Best of the blogs: So, what’s wrong with social media? Plenty, according to this post in Lena West’s new blog Social Media 360 and reader comments. “Do I think social media will cure world hunger? Um, sadly, no. Do I think it’s got uber-potential of the likes we haven’t seen in years? Yep,” West writes. But first, back to the rant. Anyone can get cred with a big enough list, it’s prone to stalkers and other nuts, while blogs, podcasts and wikis are not only part of the solution but also the problem. “However, it should be very telling that I took the direction of my firm from overall technology strategy to social media strategy in less than a year,” West explains.

Columnist’s corner: A professor at the University of California Berkeley says that 90 percent of corporate IT assets sit dormant inside the balance sheets. Ninety percent, that’s what he says. The key phrase, though, is balance sheets. “Monetizing dormant IP has not yet registered with VCs looking for revenue-generating businesses,” reports Ephraim Schwartz in Banking on busted IT projects and dormant IP. “Dormant IP aside, think of the hundreds of projects in which companies spend millions, if not hundreds of millions, only to never complete them.”

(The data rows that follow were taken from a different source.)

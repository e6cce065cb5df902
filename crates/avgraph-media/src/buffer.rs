//! Reference-counted media buffers.
//!
//! A [`MediaBuffer`] is a cheap handle: cloning it shares the plane storage
//! and copies the per-reference [`BufferAttrs`]. The storage is released
//! when the last handle sharing it is dropped.

use std::any::Any;
use std::fmt;
use std::sync::Arc;
use std::sync::atomic::{AtomicU32, AtomicUsize, Ordering};

use bytes::Bytes;

use crate::error::MediaError;
use crate::flow::{MediaKind, PlaneLayout};

/// Per-reference timing attributes and flags.
///
/// Timestamps are in [`crate::CLOCK_FREQ`] ticks; `None` means unknown.
#[derive(Debug, Clone, Copy, Default, PartialEq, Eq)]
pub struct BufferAttrs {
    /// Timestamp as produced by the source, before any continuity repair.
    pub pts_orig: Option<u64>,
    /// Program (content-relative) timestamp.
    pub pts_prog: Option<u64>,
    /// System (wall-clock) timestamp.
    pub pts_sys: Option<u64>,
    /// Duration in ticks.
    pub duration: Option<u64>,
    /// Progressive picture.
    pub progressive: bool,
    /// Top field first (interlaced pictures).
    pub tff: bool,
    /// Random access point.
    pub key: bool,
}

/// Plane geometry of an external source.
#[derive(Debug, Clone, PartialEq, Eq)]
pub enum SourceLayout {
    /// Picture planes with their strides.
    Picture {
        /// Width in pixels.
        hsize: usize,
        /// Height in lines.
        vsize: usize,
        /// Planes and their strides in bytes.
        planes: Vec<(PlaneLayout, usize)>,
    },
    /// Sound planes.
    Sound {
        /// Samples per plane.
        samples: usize,
        /// Bytes per sample in one plane.
        sample_size: usize,
        /// Plane names.
        planes: Vec<String>,
    },
}

/// Memory owned outside the pipeline that can back a [`MediaBuffer`].
///
/// Plane indices follow the order of [`SourceLayout`] planes. The returned
/// slices must stay valid and unchanged for the lifetime of the source.
pub trait PlaneSource: Send + Sync + 'static {
    /// Plane geometry.
    fn layout(&self) -> SourceLayout;

    /// Bytes of plane `index`.
    fn plane_bytes(&self, index: usize) -> Option<&[u8]>;

    /// Downcasting hook, used to recognise sources this workspace created.
    fn as_any(&self) -> &dyn Any;
}

// ---------------------------------------------------------------------------
// Storage
// ---------------------------------------------------------------------------

#[derive(Debug)]
pub(crate) struct PicPlane {
    pub(crate) layout: PlaneLayout,
    pub(crate) stride: usize,
    pub(crate) data: Bytes,
}

#[derive(Debug)]
pub(crate) struct SoundPlane {
    pub(crate) name: String,
    pub(crate) data: Bytes,
}

pub(crate) enum StorageData {
    Picture {
        hsize: usize,
        vsize: usize,
        planes: Vec<PicPlane>,
    },
    Sound {
        samples: usize,
        sample_size: usize,
        planes: Vec<SoundPlane>,
    },
    External {
        source: Arc<dyn PlaneSource>,
        layout: SourceLayout,
    },
}

/// Decrements the allocator's live counter when dropped.
#[derive(Debug)]
pub(crate) struct LiveToken(pub(crate) Arc<AtomicUsize>);

impl Drop for LiveToken {
    fn drop(&mut self) {
        self.0.fetch_sub(1, Ordering::AcqRel);
    }
}

pub(crate) struct Storage {
    data: StorageData,
    maps: Vec<AtomicU32>,
    _live: Option<LiveToken>,
}

impl Storage {
    pub(crate) fn new(data: StorageData, live: Option<LiveToken>) -> Self {
        let n = match &data {
            StorageData::Picture { planes, .. } => planes.len(),
            StorageData::Sound { planes, .. } => planes.len(),
            StorageData::External { layout, .. } => match layout {
                SourceLayout::Picture { planes, .. } => planes.len(),
                SourceLayout::Sound { planes, .. } => planes.len(),
            },
        };
        Self {
            data,
            maps: (0..n).map(|_| AtomicU32::new(0)).collect(),
            _live: live,
        }
    }

    fn plane_index(&self, name: &str) -> Option<usize> {
        match &self.data {
            StorageData::Picture { planes, .. } => {
                planes.iter().position(|p| p.layout.chroma == name)
            }
            StorageData::Sound { planes, .. } => planes.iter().position(|p| p.name == name),
            StorageData::External { layout, .. } => match layout {
                SourceLayout::Picture { planes, .. } => {
                    planes.iter().position(|(p, _)| p.chroma == name)
                }
                SourceLayout::Sound { planes, .. } => planes.iter().position(|p| p == name),
            },
        }
    }

    fn kind(&self) -> MediaKind {
        match &self.data {
            StorageData::Picture { .. } => MediaKind::Picture,
            StorageData::Sound { .. } => MediaKind::Sound,
            StorageData::External { layout, .. } => match layout {
                SourceLayout::Picture { .. } => MediaKind::Picture,
                SourceLayout::Sound { .. } => MediaKind::Sound,
            },
        }
    }
}

/// Owner handed to [`Bytes::from_owner`] so external planes map without copying.
struct ExternalPlane {
    source: Arc<dyn PlaneSource>,
    index: usize,
}

impl AsRef<[u8]> for ExternalPlane {
    fn as_ref(&self) -> &[u8] {
        self.source.plane_bytes(self.index).unwrap_or(&[])
    }
}

// ---------------------------------------------------------------------------
// MediaBuffer
// ---------------------------------------------------------------------------

/// Shared media storage plus per-reference attributes.
#[derive(Clone, Default)]
pub struct MediaBuffer {
    storage: Option<Arc<Storage>>,
    /// Timing attributes and flags of this reference.
    pub attrs: BufferAttrs,
}

impl fmt::Debug for MediaBuffer {
    fn fmt(&self, f: &mut fmt::Formatter<'_>) -> fmt::Result {
        f.debug_struct("MediaBuffer")
            .field("kind", &self.kind())
            .field("attrs", &self.attrs)
            .finish_non_exhaustive()
    }
}

impl MediaBuffer {
    pub(crate) fn from_storage(storage: Storage) -> Self {
        Self {
            storage: Some(Arc::new(storage)),
            attrs: BufferAttrs::default(),
        }
    }

    fn storage(&self) -> Result<&Storage, MediaError> {
        self.storage.as_deref().ok_or(MediaError::NoStorage)
    }

    /// A new handle on the same storage with default attributes.
    pub fn share(&self) -> MediaBuffer {
        MediaBuffer {
            storage: self.storage.clone(),
            attrs: BufferAttrs::default(),
        }
    }

    /// Returns `true` when both handles share one storage.
    pub fn same_storage(&self, other: &MediaBuffer) -> bool {
        match (&self.storage, &other.storage) {
            (Some(a), Some(b)) => Arc::ptr_eq(a, b),
            _ => false,
        }
    }

    /// Drops this handle's reference to the storage, keeping the attributes.
    pub fn detach_storage(&mut self) {
        self.storage = None;
    }

    /// Kind of media held, `None` once detached.
    pub fn kind(&self) -> Option<MediaKind> {
        self.storage.as_deref().map(Storage::kind)
    }

    /// The external source backing this buffer, if any.
    pub fn external_source(&self) -> Option<&Arc<dyn PlaneSource>> {
        match &self.storage.as_deref()?.data {
            StorageData::External { source, .. } => Some(source),
            _ => None,
        }
    }

    // -- pictures ------------------------------------------------------------

    /// Picture width and height.
    pub fn pic_size(&self) -> Result<(usize, usize), MediaError> {
        match &self.storage()?.data {
            StorageData::Picture { hsize, vsize, .. }
            | StorageData::External {
                layout: SourceLayout::Picture { hsize, vsize, .. },
                ..
            } => Ok((*hsize, *vsize)),
            _ => Err(MediaError::WrongKind("picture")),
        }
    }

    /// Picture planes with their strides, in storage order.
    pub fn pic_planes(&self) -> Result<Vec<(PlaneLayout, usize)>, MediaError> {
        match &self.storage()?.data {
            StorageData::Picture { planes, .. } => Ok(planes
                .iter()
                .map(|p| (p.layout.clone(), p.stride))
                .collect()),
            StorageData::External {
                layout: SourceLayout::Picture { planes, .. },
                ..
            } => Ok(planes.clone()),
            _ => Err(MediaError::WrongKind("picture")),
        }
    }

    // -- sound ---------------------------------------------------------------

    /// Samples per plane.
    pub fn sound_samples(&self) -> Result<usize, MediaError> {
        match &self.storage()?.data {
            StorageData::Sound { samples, .. }
            | StorageData::External {
                layout: SourceLayout::Sound { samples, .. },
                ..
            } => Ok(*samples),
            _ => Err(MediaError::WrongKind("sound")),
        }
    }

    /// Bytes per sample in one plane.
    pub fn sound_sample_size(&self) -> Result<usize, MediaError> {
        match &self.storage()?.data {
            StorageData::Sound { sample_size, .. }
            | StorageData::External {
                layout: SourceLayout::Sound { sample_size, .. },
                ..
            } => Ok(*sample_size),
            _ => Err(MediaError::WrongKind("sound")),
        }
    }

    /// Sound plane names, in storage order.
    pub fn sound_planes(&self) -> Result<Vec<String>, MediaError> {
        match &self.storage()?.data {
            StorageData::Sound { planes, .. } => {
                Ok(planes.iter().map(|p| p.name.clone()).collect())
            }
            StorageData::External {
                layout: SourceLayout::Sound { planes, .. },
                ..
            } => Ok(planes.clone()),
            _ => Err(MediaError::WrongKind("sound")),
        }
    }

    // -- plane access --------------------------------------------------------

    /// Borrows the bytes of a plane without mapping it.
    pub fn plane(&self, name: &str) -> Result<&[u8], MediaError> {
        let storage = self.storage()?;
        let index = storage
            .plane_index(name)
            .ok_or_else(|| MediaError::NoSuchPlane(name.to_string()))?;
        let bytes = match &storage.data {
            StorageData::Picture { planes, .. } => Some(&planes[index].data[..]),
            StorageData::Sound { planes, .. } => Some(&planes[index].data[..]),
            StorageData::External { source, .. } => source.plane_bytes(index),
        };
        bytes.ok_or_else(|| MediaError::NoSuchPlane(name.to_string()))
    }

    /// Maps a plane read-only and returns a shared view of its bytes.
    ///
    /// Every successful call must be paired with [`MediaBuffer::unmap_plane`]
    /// or [`MediaBuffer::unmap_all`].
    pub fn map_plane(&self, name: &str) -> Result<Bytes, MediaError> {
        let storage = self.storage()?;
        let index = storage
            .plane_index(name)
            .ok_or_else(|| MediaError::NoSuchPlane(name.to_string()))?;
        let bytes = match &storage.data {
            StorageData::Picture { planes, .. } => planes[index].data.clone(),
            StorageData::Sound { planes, .. } => planes[index].data.clone(),
            StorageData::External { source, .. } => Bytes::from_owner(ExternalPlane {
                source: Arc::clone(source),
                index,
            }),
        };
        storage.maps[index].fetch_add(1, Ordering::AcqRel);
        Ok(bytes)
    }

    /// Releases one mapping of a plane.
    pub fn unmap_plane(&self, name: &str) -> Result<(), MediaError> {
        let storage = self.storage()?;
        let index = storage
            .plane_index(name)
            .ok_or_else(|| MediaError::NoSuchPlane(name.to_string()))?;
        let _ = storage.maps[index].fetch_update(Ordering::AcqRel, Ordering::Acquire, |n| {
            n.checked_sub(1)
        });
        Ok(())
    }

    /// Releases one mapping of every plane that is mapped.
    pub fn unmap_all(&self) {
        if let Some(storage) = self.storage.as_deref() {
            for count in &storage.maps {
                let _ = count.fetch_update(Ordering::AcqRel, Ordering::Acquire, |n| {
                    n.checked_sub(1)
                });
            }
        }
    }

    /// Number of outstanding mappings of a plane (zero for unknown planes).
    pub fn mapped_count(&self, name: &str) -> u32 {
        self.storage
            .as_deref()
            .and_then(|s| s.plane_index(name).map(|i| s.maps[i].load(Ordering::Acquire)))
            .unwrap_or(0)
    }
}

Podcasts: Storage Networking World happened last week and Mario Apicella reflects on the high points, namely SAS, Fibre Channel over Ethernet (FCoE) and the new acronym CNA, which stands for converged network adapters. “The quick pace of the past few months suggests it won’t be long before you’ll be explaining to your CEO how investing in CNAs will save the company a bunch of money down the road.” Tune into Storage Sprawl.

App dev: Martin Heller is starting to smell tulips again. And it’s not even spring time. Figuratively, though, it just might be a season of rebirth in VC land. By way of a little explanation Mr. Heller is wafting the tulips from a historical perspective, tulip mania (thanks for the link Martin) being one of the very first bubbles, back in the 17th Century. “It’s not just that Silicon Valley is once again awash in venture capital and startups,” he writes in this Strategic Developer post. “It’s that there’s so much money floating around for silly things.”